# HELP!!!!!(computer)



## GothicCandle (Mar 26, 2007)

I would very much like to stay online at home. The problem is not my internet(being that i am using it at the moment) the problem is the stupid, useless, anti-virus that came with the internet. Norton internet security is a complete waste of money, I have had nothing but trouble with it since I got internet back earlier this month. So please, please, please can someone tell me of a good, cheap or free, anti-virus that I can use. I don't want to pay a ton, because I'm told that anti-virus is connected to the phone line and so if you move(like i will be later this year) the anti-virus connection is lost. I am using a windows 1998 computer, and while I know it's old, it is my only choice at the moment.

PLEASE HELP!


----------



## Terrormaster (Sep 27, 2007)

Try AVG Free - http://free.avg.com/

I've used it for years and been pretty much virus free.


----------



## GothicCandle (Mar 26, 2007)

can't, it says on the site its for xp and vista only. not for 98.


----------



## DarkLore (Jan 25, 2009)

Antivirus connected to a phone line? Huh. Anti-virus software isn't tied to a phone line, it's licensed to the PC/user.

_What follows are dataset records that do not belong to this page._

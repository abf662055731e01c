#[cfg(test)]
mod tests {
    use checkrt_core::Tally;
    use checkrt_exec::{
        ANY_OUTPUT, ProcSpec, Runner, check_command, check_exec, check_exec_env,
    };

    fn spec(stdin: &str, stdout: &str, stderr: &str, status: i32) -> ProcSpec {
        ProcSpec::builder()
            .status(status)
            .stdin(stdin)
            .stdout(stdout)
            .stderr(stderr)
            .build()
    }

    #[track_caller]
    fn assert_command_passes(command: &str, spec: &ProcSpec) {
        let _ = env_logger::builder().is_test(true).try_init();
        let mut tally = Tally::new();
        check_command(&mut tally, command, spec);
        assert_eq!((tally.passed, tally.failed, tally.errored), (1, 0, 0), "{tally:?}");
    }

    #[test]
    fn test_true_cmd() {
        assert_command_passes("true", &ProcSpec::blank());
    }

    #[test]
    fn test_false_cmd() {
        assert_command_passes("false", &spec("", "", "", 1));
    }

    #[test]
    fn test_exit_5_cmd() {
        assert_command_passes("exit 5", &spec("", "", "", 5));
    }

    #[test]
    fn test_exit_252_cmd_is_a_normal_exit() {
        assert_command_passes("exit 252", &ProcSpec::status(252));
    }

    #[test]
    fn test_exit_252_cmd_against_zero_fails() {
        let mut tally = Tally::quiet();
        check_command(&mut tally, "exit 252", &ProcSpec::status(0));
        assert_eq!((tally.passed, tally.failed, tally.errored), (0, 1, 0));
        assert!(tally.mentions("have: 252  (from: actual exit code)"));
    }

    #[test]
    fn test_echo_out_cmd() {
        assert_command_passes("echo hello world", &spec("", "hello world\n", "", 0));
    }

    #[test]
    fn test_echo_err_cmd() {
        assert_command_passes("echo hello world >&2", &spec("", "", "hello world\n", 0));
    }

    #[test]
    fn test_echo_both_cmd() {
        assert_command_passes(
            "echo hello world; echo goodbye world >&2",
            &spec("", "hello world\n", "goodbye world\n", 0),
        );
    }

    #[test]
    fn test_false_against_zero_fails_with_status() {
        let mut tally = Tally::quiet();
        check_command(&mut tally, "false", &ProcSpec::status(0));
        assert_eq!((tally.passed, tally.failed), (0, 1));
        assert!(tally.mentions("have: 1  (from: actual exit code)"));
        assert!(tally.mentions("want: 0  (from: expected exit code)"));
    }

    #[test]
    fn test_wrong_output_fails_once() {
        let mut tally = Tally::quiet();
        check_command(
            &mut tally,
            "echo nope; exit 3",
            &spec("", "yes\n", "", 0),
        );
        assert_eq!((tally.passed, tally.failed, tally.errored), (0, 1, 0));
        assert!(tally.mentions("additional failure:"));
        assert!(tally.mentions(r#"have: "nope\n"  (from: actual stdout)"#));
    }

    #[test]
    fn test_grep_exec() {
        let mut tally = Tally::new();
        check_exec(
            &mut tally,
            &["grep", "-E", " "],
            &spec("spaceless\nspace full\n   \nnope\n", "space full\n   \n", "", 0),
        );
        assert_eq!(tally.passed, 1, "{tally:?}");
    }

    #[test]
    fn test_cat_exec() {
        let mut tally = Tally::new();
        check_exec(
            &mut tally,
            &["cat", "meow"],
            &ProcSpec::builder()
                .status(1)
                .stdin("blah blah blah\n")
                .stdout("")
                .stderr(ANY_OUTPUT)
                .build(),
        );
        assert_eq!(tally.passed, 1, "{tally:?}");
    }

    #[test]
    fn test_exec_env_entry_reaches_child() {
        let mut tally = Tally::new();
        check_exec_env(
            &mut tally,
            &["sh", "-c", "echo \"$CHECKRT_WHO\""],
            "CHECKRT_WHO=student",
            &spec("", "student\n", "", 0),
        );
        assert_eq!(tally.passed, 1, "{tally:?}");
    }

    #[test]
    fn test_missing_program_is_an_error() {
        let mut tally = Tally::quiet();
        check_exec(
            &mut tally,
            &["checkrt-definitely-not-installed"],
            &ProcSpec::blank(),
        );
        assert_eq!((tally.passed, tally.failed, tally.errored), (0, 0, 1));
        assert!(tally.mentions("could not execute"));
        assert!(tally.mentions("No such file or directory"));
    }

    #[test]
    fn test_missing_launcher_is_an_error() {
        let runner = Runner::builder().launcher("/nonexistent/env").build();
        let mut tally = Tally::quiet();
        runner.check(&mut tally, "check_exec", &["true"], None, &ProcSpec::blank());
        assert_eq!(tally.errored, 1);
        assert!(tally.mentions("/nonexistent/env: could not execute"));
    }

    #[test]
    fn test_killed_child_fails_and_still_compares_output() {
        let mut tally = Tally::quiet();
        check_command(&mut tally, "echo before; kill -9 $$", &spec("", "after\n", "", 0));
        assert_eq!((tally.passed, tally.failed), (0, 1));
        assert!(tally.mentions(&format!("exit with signal: {}", libc::SIGKILL)));
        assert!(tally.mentions(r#"have: "before\n"  (from: actual stdout)"#));
    }
}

You shouldn't be having problems with Norton. If you are, then you have something other than Norton that is wrong. You won't find a decent anti-virus program cheap.


----------



## Terrormaster (Sep 27, 2007)

Actually it can be tied to the internet. All anti-virus are and some level because they have to pull down updates to stay recent. But others like Norton *shiver* come in integrated packages with firewalls and anti-adware/spyware/malware which makes casual surfing a major pain in the ass.

Sorry GC, I somehow missed the 98 part - my mind is another place today.


----------



## GothicCandle (Mar 26, 2007)

nothing else is wrong with the computer. The norton internet security is the problem.


----------



## GothicCandle (Mar 26, 2007)

Terrormaster said:


> Actually it can be tied to the internet. All anti-virus are and some level because they have to pull down updates to stay recent. But others like Norton *shiver* come in integrated packages with firewalls and anti-adware/spyware/malware which makes casual surfing a major pain in the ass.
> 
> Sorry GC, I somehow missed the 98 part - my mind is another place today.


yeah, thats puting it lightly, norton has been nothing but trouble. I've spent hours and hours with tec support on the phone trying to figure out problems. They act like im an idoit. Any ideas of what I can do with the 98?


----------



## RoxyBlue (Oct 6, 2008)

Agreed - the antivirus program has nothing to do with the phone line other than that's what you use as your connection to the internet (which is how you get your updates for the program). Your internet provider may have given you a free (temporary) subscription to an antivirus program, and perhaps it's run out (and therefore would be useless).

I was also going to suggest AVG Free, but I see that's not an option for you. Ad-Aware and Spy-Bot Search & Destroy (both available through www.download.com) are good programs to have and are free, though more spyware oriented. Also check microsoft.com and see of there is a version of Windows Defender (also free) that will work for your computer.

We have Norton Internet Security (we pay for a yearly subscription) and the other three free programs on our home computer, and update and use them regularly. Someone once told me one program is no longer enough, and I believe it.


----------



## GothicCandle (Mar 26, 2007)

the internet security i have is what comes with netzero. i think its like 2$ a month or somthing like that plus whatever the internet is. It is not outdated, by the way of netzero. One problem it does have is it refuses to update itself so that it can protect my computer from modern virus's.


----------



## hpropman (Jul 27, 2008)

Wow win98 How old is that computer? Perhaps it may be time for a new computer. I would have one built for you with win XP. Do not go to vista too many problems I know I am a computer tech. If you are not playing games you can get something nice in the $500 range.


----------



## RoxyBlue (Oct 6, 2008)

Well, sounds like you have no protection at all, GC, if your program through Netzero doesn't update itself. Another problem is that Microsoft stopped supporting Windows 98 back in July 2006, so that means you aren't getting security updates for your operating system, either.  It's a bad situation either way, and a double whammy with both.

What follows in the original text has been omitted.